I am exceedingly nervous about Patrick grooming another family and victimizing another child. It is a pedophilia’s job to gain trust and look for an opportunity to safely victimize. Most pedophiles are exceptionally patience. Part of what empowers someone like Patrick Rojas is the grooming process. He's good at it. He appears trustworthy. This is how he operated with us, even as he schemed to victimize.
One of my three reasons for continuing with this blog and asking others to pass these posts to all of their contacts is because of the Rojas girls. In my opinion, the girls in that family have been brainwashed by their domineering, felon father. For that matter, I believe all the children under Eddie have a very twisted, very unbiblical view of what is right and pure and Godly.
These additional victims of Patrick's need professional help. Have you dared to really look at the details and the extent in which they were victimized by their brother? God can heal their heart. God can help them forgive. God can redeem what was stolen from them. But think, for a moment, how difficult it will be for them to begin healing while they are living on the run from the law with their father, who has chosen time and time again to put his own safety above their own. Their father has chosen to keep them from help in order to protect their pedophilic brother.

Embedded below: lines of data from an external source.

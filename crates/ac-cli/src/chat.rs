//! Interactive chat mode with readline support.

use ac_core::{ChatView, Controller, Key, TurnOutcome, UiEvent};
use anyhow::Result;
use rustyline::error::ReadlineError;
use rustyline::history::DefaultHistory;
use rustyline::{Config, Editor};
use tracing::info;

use crate::terminal::TerminalView;

/// Chat commands
#[derive(Debug, PartialEq, Eq)]
enum ChatCommand {
    Quit,
    Help,
    History,
    Examples,
    Example(usize),
    Message(String),
    Invalid(String),
}

fn parse_command(input: &str) -> ChatCommand {
    let trimmed = input.trim();

    if trimmed.eq_ignore_ascii_case("exit") || trimmed.eq_ignore_ascii_case("quit") {
        return ChatCommand::Quit;
    }

    if !trimmed.starts_with('/') {
        return ChatCommand::Message(input.to_string());
    }

    let parts: Vec<&str> = trimmed.splitn(2, ' ').collect();
    let cmd = parts[0].to_lowercase();
    let arg = parts.get(1).map(|s| s.trim()).unwrap_or_default();

    match cmd.as_str() {
        "/quit" | "/exit" | "/q" => ChatCommand::Quit,
        "/help" | "/?" => ChatCommand::Help,
        "/history" | "/h" => ChatCommand::History,
        "/examples" | "/ex" => ChatCommand::Examples,
        "/example" | "/e" => match arg.parse::<usize>() {
            Ok(n) if n > 0 => ChatCommand::Example(n),
            _ => ChatCommand::Invalid(format!("Usage: /example <number>, got {:?}", arg)),
        },
        _ => ChatCommand::Invalid(format!(
            "Unknown command: {}. Type /help for available commands.",
            cmd
        )),
    }
}

fn print_help() {
    println!(
        r#"
Chat Commands:
  /help, /?         Show this help message
  /quit, /exit      Exit chat mode (bare `quit` or `exit` also works)
  /history, /h      Show message count
  /examples, /ex    List example prompts
  /example N, /e N  Put example N into the input line

Tips:
  - Press Enter to send, Ctrl+D to exit
  - Up/Down arrows navigate input history
"#
    );
}

fn print_examples(examples: &[String]) {
    if examples.is_empty() {
        println!("No examples configured. Add `examples = [...]` to your config.\n");
        return;
    }
    println!("\nExamples:");
    for (i, example) in examples.iter().enumerate() {
        println!("  {}. {}", i + 1, example.trim());
    }
    println!();
}

/// Run interactive chat mode
pub async fn run_chat(controller: &mut Controller<TerminalView>, examples: &[String]) -> Result<()> {
    let config = Config::builder()
        .history_ignore_space(true)
        .history_ignore_dups(true)?
        .build();
    let mut rl: Editor<(), DefaultHistory> = Editor::with_config(config)?;

    println!("Chat mode started. Type /help for commands, /quit to exit.\n");

    loop {
        let initial = controller.view_mut().take_input();

        match rl.readline_with_initial("you> ", (initial.as_str(), "")) {
            Ok(line) => {
                if !line.trim().is_empty() {
                    let _ = rl.add_history_entry(line.as_str());
                }

                match parse_command(&line) {
                    ChatCommand::Quit => {
                        println!("Goodbye!");
                        break;
                    }
                    ChatCommand::Help => print_help(),
                    ChatCommand::History => {
                        let turns = controller.history().len();
                        println!("Messages in conversation: {}\n", turns);
                    }
                    ChatCommand::Examples => print_examples(examples),
                    ChatCommand::Example(n) => match examples.get(n - 1) {
                        Some(example) => {
                            controller
                                .handle(UiEvent::ExampleClicked(example.clone()))
                                .await;
                        }
                        None => eprintln!("No example #{} ({} configured).\n", n, examples.len()),
                    },
                    ChatCommand::Invalid(message) => eprintln!("{}\n", message),
                    ChatCommand::Message(text) => {
                        controller.view_mut().set_input_text(&text);
                        let outcome = controller.handle(UiEvent::KeyPress(Key::Enter)).await;
                        if !matches!(outcome, Some(TurnOutcome::Skipped) | None) {
                            controller.view_mut().finish_turn();
                        }
                        info!("Turn outcome: {:?}", outcome);
                    }
                }
            }
            Err(ReadlineError::Interrupted) => {
                println!("^C");
                continue;
            }
            Err(ReadlineError::Eof) => {
                println!("Goodbye!");
                break;
            }
            Err(e) => {
                eprintln!("Error reading input: {}", e);
                break;
            }
        }
    }

    Ok(())
}
use async_trait::async_trait;
use futures::StreamExt;
use reqwest::Client;
use tracing::debug;

use ac_core::{ChatRequest, ChatResponse, ChatTransport, Error};

/// Path of the chat endpoint relative to the server's base URL.
pub const DEFAULT_CHAT_PATH: &str = "/api/chat";

pub struct HttpTransport {
    client: Client,
    base_url: String,
    chat_path: String,
}

impl HttpTransport {
    pub fn new(base_url: impl Into<String>) -> Self {
        // Configure client for incremental body delivery:
        // - Use HTTP/1.1 to avoid HTTP/2 framing issues
        // - Disable automatic decompression which can buffer entire response
        let client = Client::builder()
            .http1_only()
            .no_gzip()
            .no_brotli()
            .no_deflate()
            .build()
            .unwrap_or_else(|_| Client::new());

        Self {
            client,
            base_url: base_url.into(),
            chat_path: DEFAULT_CHAT_PATH.to_string(),
        }
    }

    pub fn with_chat_path(mut self, chat_path: impl Into<String>) -> Self {
        self.chat_path = chat_path.into();
        self
    }

    /// Full URL requests are posted to.
    pub fn url(&self) -> String {
        format!(
            "{}/{}",
            self.base_url.trim_end_matches('/'),
            self.chat_path.trim_start_matches('/')
        )
    }
}

#[async_trait]
impl ChatTransport for HttpTransport {
    async fn send(&self, request: &ChatRequest) -> Result<ChatResponse, Error> {
        let url = self.url();
        debug!("POST {} ({} history turns)", url, request.history.len());

        let response = self
            .client
            .post(&url)
            .header("Content-Type", "application/json")
            .json(request)
            .send()
            .await
            .map_err(|e| Error::network(e.to_string()))?;

        let status = response.status();
        if !status.is_success() {
            // An unreadable error body is treated like an empty one.
            let body = response
                .bytes()
                .await
                .map(|b| b.to_vec())
                .unwrap_or_default();
            debug!("Chat endpoint returned {} with {} byte body", status, body.len());
            return Ok(ChatResponse::Failure {
                status: status.as_u16(),
                body,
            });
        }

        let body = response.bytes_stream().map(|chunk| {
            chunk
                .map(|bytes| bytes.to_vec())
                .map_err(|e| Error::stream(e.to_string()))
        });
        Ok(ChatResponse::Stream(Box::pin(body)))
    }
}
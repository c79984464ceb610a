//! Abstract view surface the controller draws into.
//!
//! This is the DOM-equivalent of the chat page: a scrollable history of
//! bubbles, a text input, and a send control.

/// Handle to a bot bubble whose content can be replaced later.
#[derive(Debug, Clone, Copy, PartialEq, Eq, Hash)]
pub struct BubbleId(pub usize);

pub trait ChatView {
    /// Append a user bubble showing `text` literally (no markdown).
    fn append_user_bubble(&mut self, text: &str);

    /// Append a bot bubble holding an already-rendered HTML fragment.
    fn append_bot_bubble(&mut self, html: &str) -> BubbleId;

    /// Replace the whole content of a bot bubble.
    fn replace_bubble(&mut self, id: BubbleId, html: &str);

    fn show_typing(&mut self);

    /// Remove the typing indicator if it is shown.
    fn remove_typing(&mut self);

    fn scroll_to_latest(&mut self);

    fn input_text(&self) -> String;

    fn set_input_text(&mut self, text: &str);

    fn clear_input(&mut self) {
        self.set_input_text("");
    }

    fn focus_input(&mut self);

    fn set_send_enabled(&mut self, enabled: bool);
}
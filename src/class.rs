use serde::{Deserialize, Serialize};
use std::collections::HashMap;

/// Kind of a board widget. Stored layouts may come from newer builds, so
/// unrecognized kinds deserialize to [`WidgetKind::Unknown`] instead of
/// failing the whole file; the registry then renders them as nothing.
#[derive(Debug, Clone, Copy, PartialEq, Eq, Hash, PartialOrd, Ord, Serialize, Deserialize)]
#[serde(rename_all = "lowercase")]
pub enum WidgetKind {
    Timer,
    Notes,
    Calculator,
    Youtube,
    #[serde(other)]
    Unknown,
}

impl WidgetKind {
    pub fn as_str(&self) -> &'static str {
        match self {
            WidgetKind::Timer => "timer",
            WidgetKind::Notes => "notes",
            WidgetKind::Calculator => "calculator",
            WidgetKind::Youtube => "youtube",
            WidgetKind::Unknown => "unknown",
        }
    }

    pub fn display_name(&self) -> &'static str {
        match self {
            WidgetKind::Timer => "Timer",
            WidgetKind::Notes => "Quick Notes",
            WidgetKind::Calculator => "Calculator",
            WidgetKind::Youtube => "YouTube Player",
            WidgetKind::Unknown => "Unknown",
        }
    }
}

impl std::fmt::Display for WidgetKind {
    fn fmt(&self, f: &mut std::fmt::Formatter<'_>) -> std::fmt::Result {
        f.write_str(self.as_str())
    }
}

/// Tile footprint in grid cells, columns x rows.
#[derive(Debug, Clone, Copy, PartialEq, Eq, Serialize, Deserialize)]
pub enum WidgetSize {
    #[serde(rename = "1x1")]
    OneByOne,
    #[serde(rename = "1x2")]
    OneByTwo,
    #[serde(rename = "2x1")]
    TwoByOne,
    #[serde(rename = "2x2")]
    TwoByTwo,
}

impl WidgetSize {
    pub fn as_str(&self) -> &'static str {
        match self {
            WidgetSize::OneByOne => "1x1",
            WidgetSize::OneByTwo => "1x2",
            WidgetSize::TwoByOne => "2x1",
            WidgetSize::TwoByTwo => "2x2",
        }
    }

    /// (columns, rows) spanned by the tile.
    pub fn cells(&self) -> (u8, u8) {
        match self {
            WidgetSize::OneByOne => (1, 1),
            WidgetSize::OneByTwo => (1, 2),
            WidgetSize::TwoByOne => (2, 1),
            WidgetSize::TwoByTwo => (2, 2),
        }
    }
}

#[derive(Debug, Clone, Copy, PartialEq, Default, Serialize, Deserialize)]
pub struct GridPos {
    pub x: f32,
    pub y: f32,
}

pub const GRID_COLUMNS: usize = 2;
pub const GRID_MARGIN: f32 = 20.0;
pub const CELL_PITCH_X: f32 = 380.0;
pub const CELL_PITCH_Y: f32 = 280.0;

/// Default spot for the n-th widget on a board: two columns, row-major.
pub fn tile_position(index: usize) -> GridPos {
    GridPos {
        x: GRID_MARGIN + (index % GRID_COLUMNS) as f32 * CELL_PITCH_X,
        y: GRID_MARGIN + (index / GRID_COLUMNS) as f32 * CELL_PITCH_Y,
    }
}

/// One widget placed on a class board.
#[derive(Debug, Clone, PartialEq, Serialize, Deserialize)]
pub struct WidgetInstance {
    pub id: String,
    pub kind: WidgetKind,
    pub label: String,
    pub size: WidgetSize,
    #[serde(default)]
    pub position: GridPos,
    /// Core widgets ship with every class and cannot be removed.
    #[serde(default)]
    pub is_core: bool,
}

/// A class: a named board of widgets plus its theme choice.
///
/// The widget list is an ordered sequence; board order is exactly Vec order.
/// `counters` hands out per-kind ordinals for new widget ids and only ever
/// moves forward, so deleting `timer-2` never causes a second `timer-2` to be
/// minted later (stale references in the notes collection stay dead).
#[derive(Debug, Clone, PartialEq, Serialize, Deserialize)]
pub struct Class {
    pub id: String,
    pub name: String,
    pub theme: String,
    pub widgets: Vec<WidgetInstance>,
    #[serde(default)]
    counters: HashMap<String, u32>,
}

impl Class {
    /// A class seeded with the protected core trio: the big player tile, the
    /// class timer and the calculator.
    pub fn with_core_widgets(id: impl Into<String>, name: impl Into<String>) -> Self {
        let widgets = vec![
            WidgetInstance {
                id: "youtube-1".into(),
                kind: WidgetKind::Youtube,
                label: "YouTube Player".into(),
                size: WidgetSize::TwoByTwo,
                position: tile_position(0),
                is_core: true,
            },
            WidgetInstance {
                id: "timer-1".into(),
                kind: WidgetKind::Timer,
                label: "Class Timer".into(),
                size: WidgetSize::OneByOne,
                position: tile_position(1),
                is_core: true,
            },
            WidgetInstance {
                id: "calculator-1".into(),
                kind: WidgetKind::Calculator,
                label: "Calculator".into(),
                size: WidgetSize::OneByTwo,
                position: tile_position(2),
                is_core: true,
            },
        ];
        let mut class = Self {
            id: id.into(),
            name: name.into(),
            theme: "ocean".into(),
            widgets,
            counters: HashMap::new(),
        };
        class.heal_counters();
        class
    }

    /// Hand out the next ordinal for `kind`; never reissues a spent one.
    pub fn next_ordinal(&mut self, kind: WidgetKind) -> u32 {
        let counter = self.counters.entry(kind.as_str().to_string()).or_insert(0);
        *counter += 1;
        *counter
    }

    /// Bring counters up to the highest ordinal present in widget ids.
    ///
    /// Layouts written before counters existed (or edited by hand) load with
    /// empty or stale counters; without this a fresh add could mint an id
    /// that is already on the board.
    pub fn heal_counters(&mut self) {
        for widget in &self.widgets {
            let Some((prefix, ordinal)) = widget.id.rsplit_once('-') else {
                continue;
            };
            let Ok(ordinal) = ordinal.parse::<u32>() else {
                continue;
            };
            let counter = self.counters.entry(prefix.to_string()).or_insert(0);
            if *counter < ordinal {
                *counter = ordinal;
            }
        }
    }

    /// Reassemble a class from stored rows.
    pub fn from_parts(
        id: String,
        name: String,
        theme: String,
        widgets: Vec<WidgetInstance>,
        counters: HashMap<String, u32>,
    ) -> Self {
        let mut class = Self {
            id,
            name,
            theme,
            widgets,
            counters,
        };
        class.heal_counters();
        class
    }

    /// Counter state, persisted alongside the class row.
    pub fn counters(&self) -> &HashMap<String, u32> {
        &self.counters
    }

    pub fn widget(&self, id: &str) -> Option<&WidgetInstance> {
        self.widgets.iter().find(|w| w.id == id)
    }
}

It is my understanding that Eddie is of the mindset that the only “help” the girls need should come from their relationship with God and Eddie himself. I believe that God uses others in our healing process. I believe the healing process for childhood sexual abuse goes beyond the supernatural. From my own personal story, along with many other survivors of childhood sexual abuse, one resounding thing I hear is the long-term struggle to put the abuse behind them. In one way or the other, there are consequences of abuse. Eating disorders, cutting, drugs and alcohol abuse along with sexual issues as adults are all linked directly to victims of childhood sexual abuse who never told, never sought out qualified profession help to deal with all the complex emotions that are a result of being a child victim in particular. In the worst cases, they never were believed. Their abuse was minimized or ignored.
If you know where Eddie is hiding, please turn him in, if for no other reason than do it for the girls. With everything you have read on my blog, with the fact that Eddie took the girls on the run to protect Patrick, his pedophilia son, do you believe that Eddie has the best interest of his victimized girls in mind? It seems to me that Eddie does not want to face the gravity of the consequences of the crimes that were committed against his own daughters? Is Eddie in denial? Is Eddie also a perpetrator?
Imagine if your own daughters were at risk. Please help, before it is too late for these innocent young women.